• **Excerpted data**:
----
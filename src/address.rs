//! Parsing of `host:port` command-line targets.

use std::fs;

use crate::error::{ElgatoError, Result};
use crate::keylight::Device;

const SERVICES_PATH: &str = "/etc/services";

/// Used when the services database is missing or lacks the name.
const WELL_KNOWN_PORTS: &[(&str, u16)] = &[("http", 80), ("https", 443), ("http-alt", 8080)];

/// Build a [`Device`] from a `host:port` argument. The port may be a number or
/// a TCP service name.
pub fn parse_endpoint(arg: &str) -> Result<Device> {
    let (host, port) = split_host_port(arg)?;
    let port = lookup_port(port)?;

    Ok(Device::user_specified(host, port))
}

/// Split `host:port` or `[host]:port`. IPv6 hosts must be bracketed.
pub fn split_host_port(addr: &str) -> Result<(&str, &str)> {
    let invalid = |reason| ElgatoError::InvalidAddress {
        addr: addr.to_string(),
        reason,
    };

    let (host, port) = match addr.strip_prefix('[') {
        Some(rest) => {
            let (host, after) = rest
                .split_once(']')
                .ok_or_else(|| invalid("missing ']' in address"))?;
            match after.strip_prefix(':') {
                Some(_) if host.contains('%') => {
                    return Err(invalid("zone identifiers are not supported in address"))
                }
                Some(port) => (host, port),
                None if after.is_empty() => return Err(invalid("missing port in address")),
                None => return Err(invalid("unexpected text after ']' in address")),
            }
        }
        None => {
            let (host, port) = addr
                .rsplit_once(':')
                .ok_or_else(|| invalid("missing port in address"))?;
            if host.contains(':') {
                return Err(invalid("too many colons in address"));
            }
            (host, port)
        }
    };

    if host.contains(['[', ']']) || port.contains(['[', ']']) {
        return Err(invalid("unexpected bracket in address"));
    }

    Ok((host, port))
}

/// Resolve a TCP port number or service name.
pub fn lookup_port(service: &str) -> Result<u16> {
    if service.is_empty() {
        return Err(ElgatoError::UnknownPort(service.to_string()));
    }
    if service.bytes().all(|b| b.is_ascii_digit()) {
        return service
            .parse()
            .map_err(|_| ElgatoError::UnknownPort(service.to_string()));
    }

    let name = service.to_ascii_lowercase();
    let from_db = fs::read_to_string(SERVICES_PATH)
        .ok()
        .and_then(|contents| find_service(&contents, &name));

    from_db
        .or_else(|| {
            WELL_KNOWN_PORTS
                .iter()
                .find(|(known, _)| *known == name)
                .map(|(_, port)| *port)
        })
        .ok_or_else(|| ElgatoError::UnknownPort(service.to_string()))
}

/// Find the TCP port of `name` in services(5) formatted `contents`.
fn find_service(contents: &str, name: &str) -> Option<u16> {
    contents.lines().find_map(|line| {
        let line = line.split('#').next()?;
        let mut fields = line.split_whitespace();
        let primary = fields.next()?;
        let (port, proto) = fields.next()?.split_once('/')?;
        if proto != "tcp" {
            return None;
        }
        let port = port.parse().ok()?;

        (primary == name || fields.any(|alias| alias == name)).then_some(port)
    })
}
//! Discover Elgato Key Lights and set their power, brightness and color
//! temperature.

pub mod address;
pub mod config;
pub mod control;
pub mod discovery;
pub mod error;
pub mod keylight;
pub mod settings;
pub mod temperature;

pub use config::{Args, Config};
pub use control::run;
pub use error::{ElgatoError, Result};
pub use keylight::{Device, KeyLight, Light, LightClient, LightGroup};
pub use settings::{Configurator, Power};
//! Requested changes to a light group.

use std::num::NonZeroU32;

use clap::ValueEnum;

use crate::keylight::{Light, LightGroup};
use crate::temperature;

#[derive(Debug, Clone, Copy, PartialEq, Eq, ValueEnum)]
pub enum Power {
    On,
    Off,
}

impl Power {
    fn wire_value(self) -> i64 {
        match self {
            Power::On => 1,
            Power::Off => 0,
        }
    }
}

/// A single change applied to every light of a group. Each variant touches
/// one field only, so the order of a set of configurators does not matter.
#[derive(Debug, Clone, Copy, PartialEq, Eq)]
pub enum Configurator {
    SetPower(Power),
    /// Brightness in percent, sent as-is.
    SetBrightness(u32),
    SetTemperature(NonZeroU32),
}

impl Configurator {
    pub fn apply(&self, light: &mut Light) {
        match *self {
            Configurator::SetPower(power) => light.on = power.wire_value(),
            Configurator::SetBrightness(brightness) => light.brightness = i64::from(brightness),
            Configurator::SetTemperature(kelvin) => {
                light.temperature = temperature::to_device_units(kelvin)
            }
        }
    }
}

/// Apply `configurators` in order to every light in `group`.
pub fn apply_all(group: &mut LightGroup, configurators: &[Configurator]) {
    for light in group.lights.iter_mut() {
        for c in configurators {
            c.apply(light);
        }
    }
}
----
• **Brief**:
An exact retyping of the full listing is required.

• **Finished task**:
filename src/address.rs
//! Parsing of `host:port` command-line targets.

use std::fs;

use crate::error::{ElgatoError, Result};
use crate::keylight::Device;

const SERVICES_PATH: &str = "/etc/services";

/// Used when the services database is missing or lacks the name.
const WELL_KNOWN_PORTS: &[(&str, u16)] = &[("http", 80), ("https", 443), ("http-alt", 8080)];

/// Build a [`Device`] from a `host:port` argument. The port may be a number or
/// a TCP service name.
pub fn parse_endpoint(arg: &str) -> Result<Device> {
    let (host, port) = split_host_port(arg)?;
    let port = lookup_port(port)?;

    Ok(Device::user_specified(host, port))
}

/// Split `host:port` or `[host]:port`. IPv6 hosts must be bracketed.
pub fn split_host_port(addr: &str) -> Result<(&str, &str)> {
    let invalid = |reason| ElgatoError::InvalidAddress {
        addr: addr.to_string(),
        reason,
    };

    let (host, port) = match addr.strip_prefix('[') {
        Some(rest) => {
            let (host, after) = rest
                .split_once(']')
                .ok_or_else(|| invalid("missing ']' in address"))?;
            match after.strip_prefix(':') {
                Some(_) if host.contains('%') => {
                    return Err(invalid("zone identifiers are not supported in address"))
                }
                Some(port) => (host, port),
                None if after.is_empty() => return Err(invalid("missing port in address")),
                None => return Err(invalid("unexpected text after ']' in address")),
            }
        }
        None => {
            let (host, port) = addr
                .rsplit_once(':')
                .ok_or_else(|| invalid("missing port in address"))?;
            if host.contains(':') {
                return Err(invalid("too many colons in address"));
            }
            (host, port)
        }
    };

    if host.contains(['[', ']']) || port.contains(['[', ']']) {
        return Err(invalid("unexpected bracket in address"));
    }

    Ok((host, port))
}

/// Resolve a TCP port number or service name.
pub fn lookup_port(service: &str) -> Result<u16> {
    if service.is_empty() {
        return Err(ElgatoError::UnknownPort(service.to_string()));
    }
    if service.bytes().all(|b| b.is_ascii_digit()) {
        return service
            .parse()
            .map_err(|_| ElgatoError::UnknownPort(service.to_string()));
    }

    let name = service.to_ascii_lowercase();
    let from_db = fs::read_to_string(SERVICES_PATH)
        .ok()
        .and_then(|contents| find_service(&contents, &name));

    from_db
        .or_else(|| {
            WELL_KNOWN_PORTS
                .iter()
                .find(|(known, _)| *known == name)
                .map(|(_, port)| *port)
        })
        .ok_or_else(|| ElgatoError::UnknownPort(service.to_string()))
}

/// Find the TCP port of `name` in services(5) formatted `contents`.
fn find_service(contents: &str, name: &str) -> Option<u16> {
    contents.lines().find_map(|line| {
        let line = line.split('#').next()?;
        let mut fields = line.split_whitespace();
        let primary = fields.next()?;
        let (port, proto) = fields.next()?.split_once('/')?;
        if proto != "tcp" {
            return None;
        }
        let port = port.parse().ok()?;

        (primary == name || fields.any(|alias| alias == name)).then_some(port)
    })
}
//! Discover Elgato Key Lights and set their power, brightness and color
//! temperature.

pub mod address;
pub mod config;
pub mod control;
pub mod discovery;
pub mod error;
pub mod keylight;
pub mod settings;
pub mod temperature;

pub use config::{Args, Config};
pub use control::run;
pub use error::{ElgatoError, Result};
pub use keylight::{Device, KeyLight, Light, LightClient, LightGroup};
pub use settings::{Configurator, Power};
//! Requested changes to a light group.

use std::num::NonZeroU32;

use clap::ValueEnum;

use crate::keylight::{Light, LightGroup};
use crate::temperature;

#[derive(Debug, Clone, Copy, PartialEq, Eq, ValueEnum)]
pub enum Power {
    On,
    Off,
}

impl Power {
    fn wire_value(self) -> i64 {
        match self {
            Power::On => 1,
            Power::Off => 0,
        }
    }
}

/// A single change applied to every light of a group. Each variant touches
/// one field only, so the order of a set of configurators does not matter.
#[derive(Debug, Clone, Copy, PartialEq, Eq)]
pub enum Configurator {
    SetPower(Power),
    /// Brightness in percent, sent as-is.
    SetBrightness(u32),
    SetTemperature(NonZeroU32),
}

impl Configurator {
    pub fn apply(&self, light: &mut Light) {
        match *self {
            Configurator::SetPower(power) => light.on = power.wire_value(),
            Configurator::SetBrightness(brightness) => light.brightness = i64::from(brightness),
            Configurator::SetTemperature(kelvin) => {
                light.temperature = temperature::to_device_units(kelvin)
            }
        }
    }
}

/// Apply `configurators` in order to every light in `group`.
pub fn apply_all(group: &mut LightGroup, configurators: &[Configurator]) {
    for light in group.lights.iter_mut() {
        for c in configurators {
            c.apply(light);
        }
    }
}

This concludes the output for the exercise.